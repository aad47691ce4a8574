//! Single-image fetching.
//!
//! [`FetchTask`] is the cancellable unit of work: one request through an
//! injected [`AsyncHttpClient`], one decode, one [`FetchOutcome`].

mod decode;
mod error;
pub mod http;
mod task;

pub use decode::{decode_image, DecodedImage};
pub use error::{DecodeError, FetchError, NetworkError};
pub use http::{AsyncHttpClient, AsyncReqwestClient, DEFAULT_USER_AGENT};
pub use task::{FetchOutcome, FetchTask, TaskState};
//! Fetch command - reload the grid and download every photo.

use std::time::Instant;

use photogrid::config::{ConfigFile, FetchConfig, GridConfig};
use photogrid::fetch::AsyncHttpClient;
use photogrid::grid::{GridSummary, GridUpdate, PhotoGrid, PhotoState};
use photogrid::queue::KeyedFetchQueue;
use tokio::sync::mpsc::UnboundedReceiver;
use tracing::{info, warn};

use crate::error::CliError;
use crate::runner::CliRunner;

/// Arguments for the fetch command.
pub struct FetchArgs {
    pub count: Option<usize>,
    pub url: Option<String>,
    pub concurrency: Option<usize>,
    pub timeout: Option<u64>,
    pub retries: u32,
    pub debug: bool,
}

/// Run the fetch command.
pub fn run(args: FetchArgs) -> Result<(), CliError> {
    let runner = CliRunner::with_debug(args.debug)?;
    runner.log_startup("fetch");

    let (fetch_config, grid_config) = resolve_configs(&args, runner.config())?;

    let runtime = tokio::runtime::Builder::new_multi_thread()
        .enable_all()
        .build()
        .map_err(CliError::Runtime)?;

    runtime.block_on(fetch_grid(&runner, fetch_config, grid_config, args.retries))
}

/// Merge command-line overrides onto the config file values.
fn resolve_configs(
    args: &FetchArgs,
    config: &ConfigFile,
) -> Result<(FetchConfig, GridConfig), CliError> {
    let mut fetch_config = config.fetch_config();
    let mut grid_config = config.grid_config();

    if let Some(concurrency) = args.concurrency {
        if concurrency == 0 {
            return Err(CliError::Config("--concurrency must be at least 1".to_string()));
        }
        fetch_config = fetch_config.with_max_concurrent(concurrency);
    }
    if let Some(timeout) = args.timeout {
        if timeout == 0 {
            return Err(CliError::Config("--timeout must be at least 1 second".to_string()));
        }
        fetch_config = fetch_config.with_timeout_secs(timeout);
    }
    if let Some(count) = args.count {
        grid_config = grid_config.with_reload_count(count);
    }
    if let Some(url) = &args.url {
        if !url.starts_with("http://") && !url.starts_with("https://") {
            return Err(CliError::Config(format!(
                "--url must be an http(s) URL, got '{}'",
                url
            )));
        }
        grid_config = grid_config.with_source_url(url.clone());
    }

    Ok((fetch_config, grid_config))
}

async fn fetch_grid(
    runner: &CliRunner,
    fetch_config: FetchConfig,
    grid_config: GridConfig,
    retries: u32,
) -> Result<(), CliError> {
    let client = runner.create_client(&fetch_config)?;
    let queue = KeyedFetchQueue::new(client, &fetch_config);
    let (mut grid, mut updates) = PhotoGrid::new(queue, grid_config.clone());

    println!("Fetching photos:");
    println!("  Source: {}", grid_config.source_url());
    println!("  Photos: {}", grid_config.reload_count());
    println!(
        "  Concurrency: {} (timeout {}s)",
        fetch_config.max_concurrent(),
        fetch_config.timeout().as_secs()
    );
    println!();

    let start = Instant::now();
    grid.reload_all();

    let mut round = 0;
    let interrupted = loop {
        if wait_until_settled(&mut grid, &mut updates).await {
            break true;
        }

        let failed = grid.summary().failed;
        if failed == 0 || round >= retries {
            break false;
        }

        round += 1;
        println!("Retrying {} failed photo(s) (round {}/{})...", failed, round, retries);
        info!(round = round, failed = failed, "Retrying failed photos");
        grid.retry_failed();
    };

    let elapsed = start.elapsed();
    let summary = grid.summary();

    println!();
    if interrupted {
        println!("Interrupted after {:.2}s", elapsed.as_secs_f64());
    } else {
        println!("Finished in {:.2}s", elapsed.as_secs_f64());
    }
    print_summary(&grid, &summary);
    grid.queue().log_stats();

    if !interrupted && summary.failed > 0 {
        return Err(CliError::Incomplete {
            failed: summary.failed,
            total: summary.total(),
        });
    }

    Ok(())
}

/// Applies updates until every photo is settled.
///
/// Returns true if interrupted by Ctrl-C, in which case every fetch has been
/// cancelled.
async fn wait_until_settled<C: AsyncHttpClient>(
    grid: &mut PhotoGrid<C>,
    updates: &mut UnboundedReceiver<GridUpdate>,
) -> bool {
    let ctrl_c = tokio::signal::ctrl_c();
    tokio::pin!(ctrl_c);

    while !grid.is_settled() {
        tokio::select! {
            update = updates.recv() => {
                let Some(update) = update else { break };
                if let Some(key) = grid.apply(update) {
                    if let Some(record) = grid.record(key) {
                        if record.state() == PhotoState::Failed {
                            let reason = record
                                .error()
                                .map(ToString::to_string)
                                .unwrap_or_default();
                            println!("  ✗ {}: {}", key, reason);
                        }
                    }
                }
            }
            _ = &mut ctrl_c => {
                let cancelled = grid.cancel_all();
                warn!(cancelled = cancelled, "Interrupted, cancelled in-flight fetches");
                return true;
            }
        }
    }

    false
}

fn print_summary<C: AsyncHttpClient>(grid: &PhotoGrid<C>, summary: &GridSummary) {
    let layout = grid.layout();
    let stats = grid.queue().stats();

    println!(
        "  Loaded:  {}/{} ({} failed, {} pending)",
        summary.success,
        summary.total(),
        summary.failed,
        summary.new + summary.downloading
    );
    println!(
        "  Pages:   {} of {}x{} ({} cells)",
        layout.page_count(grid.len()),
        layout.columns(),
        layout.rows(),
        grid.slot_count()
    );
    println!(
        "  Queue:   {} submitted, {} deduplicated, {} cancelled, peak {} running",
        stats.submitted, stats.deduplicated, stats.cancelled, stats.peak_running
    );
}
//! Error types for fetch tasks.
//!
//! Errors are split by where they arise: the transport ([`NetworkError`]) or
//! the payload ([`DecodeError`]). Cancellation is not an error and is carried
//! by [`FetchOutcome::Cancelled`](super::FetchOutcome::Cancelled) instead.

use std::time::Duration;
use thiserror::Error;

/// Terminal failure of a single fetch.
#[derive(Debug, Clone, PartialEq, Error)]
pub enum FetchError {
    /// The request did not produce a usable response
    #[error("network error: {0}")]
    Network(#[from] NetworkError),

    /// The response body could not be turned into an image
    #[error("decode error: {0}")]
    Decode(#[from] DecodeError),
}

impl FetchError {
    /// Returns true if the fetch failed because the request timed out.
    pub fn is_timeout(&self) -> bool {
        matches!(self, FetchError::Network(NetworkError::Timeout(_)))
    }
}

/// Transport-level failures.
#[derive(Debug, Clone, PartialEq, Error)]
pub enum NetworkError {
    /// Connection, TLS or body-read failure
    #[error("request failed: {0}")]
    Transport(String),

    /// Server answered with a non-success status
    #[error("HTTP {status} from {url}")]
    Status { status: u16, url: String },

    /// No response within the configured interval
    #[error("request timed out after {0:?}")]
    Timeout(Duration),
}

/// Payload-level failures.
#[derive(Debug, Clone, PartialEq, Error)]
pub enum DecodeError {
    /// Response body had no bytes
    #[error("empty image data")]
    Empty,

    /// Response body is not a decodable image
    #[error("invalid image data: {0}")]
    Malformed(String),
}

## Work task:
The result is a copy of every line above where the word "CliError" shows up.

## Your solution:
use crate::error::CliError;
pub fn run(args: FetchArgs) -> Result<(), CliError> {
        .map_err(CliError::Runtime)?;
) -> Result<(FetchConfig, GridConfig), CliError> {
            return Err(CliError::Config("--concurrency must be at least 1".to_string()));
            return Err(CliError::Config("--timeout must be at least 1 second".to_string()));
            return Err(CliError::Config(format!(
) -> Result<(), CliError> {
        return Err(CliError::Incomplete {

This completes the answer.